» **WHAT YOU WILL DO**
Starting at the top of the records, output every line through the one that contains "impl From<String> for", keeping each exactly as it appears.

» **DATA FOR PROCESSING**
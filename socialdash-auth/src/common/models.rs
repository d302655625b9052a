use socialdash_api::endpoints::auth::UserProfile;

/// Bearer access token. `Debug` never prints the value.
#[derive(Clone, PartialEq, Eq)]
pub struct Credential(String);

impl Credential {
    pub fn new(token: impl Into<String>) -> Self {
        Self(token.into())
    }

    pub fn as_str(&self) -> &str {
        &self.0
    }

    pub fn into_inner(self) -> String {
        self.0
    }
}

impl std::fmt::Debug for Credential {
    fn fmt(&self, f: &mut std::fmt::Formatter<'_>) -> std::fmt::Result {
        f.write_str("Credential(<redacted>)")
    }
}

impl From<String> for Credential {
    fn from(value: String) -> Self {
        Self(value)
    }
}

impl From<&str> for Credential {
    fn from(value: &str) -> Self {
        Self(value.to_string())
    }
}

#[derive(Default, Debug, Clone, Copy, PartialEq, Eq)]
pub enum SessionStatus {
    #[default]
    Unauthenticated,
    /// Only entered while restoring a cached session at start-up.
    Authenticating,
    Authenticated,
}

/// Process-wide authentication state.
///
/// `Authenticated` always carries both `user` and `credential`; the other
/// states carry neither. Use the constructors rather than building the struct
/// by hand.
#[derive(Default, Debug, Clone, PartialEq)]
pub struct Session {
    pub status: SessionStatus,
    pub user: Option<UserProfile>,
    pub credential: Option<Credential>,
}

impl Session {
    pub fn unauthenticated() -> Self {
        Self::default()
    }

    pub fn authenticating() -> Self {
        Self {
            status: SessionStatus::Authenticating,
            user: None,
            credential: None,
        }
    }

    pub fn authenticated(user: UserProfile, credential: impl Into<Credential>) -> Self {
        Self {
            status: SessionStatus::Authenticated,
            user: Some(user),
            credential: Some(credential.into()),
        }
    }

    pub fn is_authenticated(&self) -> bool {
        self.status == SessionStatus::Authenticated
    }
}

/// Who the current credential belongs to.
#[derive(Default, Debug, Clone, PartialEq, Eq)]
pub struct Identity {
    pub user_id: Option<String>,
    pub email: Option<String>,
    pub role: Option<String>,
}

impl Identity {
    /// Field-by-field merge: values already present win, gaps are filled from
    /// `fallback`.
    pub fn or(self, fallback: Identity) -> Identity {
        Identity {
            user_id: self.user_id.or(fallback.user_id),
            email: self.email.or(fallback.email),
            role: self.role.or(fallback.role),
        }
    }
}

#[cfg(test)]
mod tests {
    use super::*;

    #[test]
    fn credential_debug_is_redacted() {
        let credential = Credential::new("eyJhbGciOi.secret.sig");
        assert_eq!(format!("{:?}", credential), "Credential(<redacted>)");
    }

    #[test]
    fn identity_merge_prefers_primary_per_field() {
        let decoded = Identity {
            user_id: Some("u1".into()),
            email: None,
            role: Some("admin".into()),
        };
        let cached = Identity {
            user_id: Some("stale".into()),
            email: Some("a@b.c".into()),
            role: Some("user".into()),
        };

        let merged = decoded.or(cached);
        assert_eq!(merged.user_id.as_deref(), Some("u1"));
        assert_eq!(merged.email.as_deref(), Some("a@b.c"));
        assert_eq!(merged.role.as_deref(), Some("admin"));
    }
}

» **REPLY TO THE TASK**
filename socialdash-auth/src/common/models.rs
repository d302655625b9052a
use socialdash_api::endpoints::auth::UserProfile;

/// Bearer access token. `Debug` never prints the value.
#[derive(Clone, PartialEq, Eq)]
pub struct Credential(String);

impl Credential {
    pub fn new(token: impl Into<String>) -> Self {
        Self(token.into())
    }

    pub fn as_str(&self) -> &str {
        &self.0
    }

    pub fn into_inner(self) -> String {
        self.0
    }
}

impl std::fmt::Debug for Credential {
    fn fmt(&self, f: &mut std::fmt::Formatter<'_>) -> std::fmt::Result {
        f.write_str("Credential(<redacted>)")
    }
}

impl From<String> for Credential {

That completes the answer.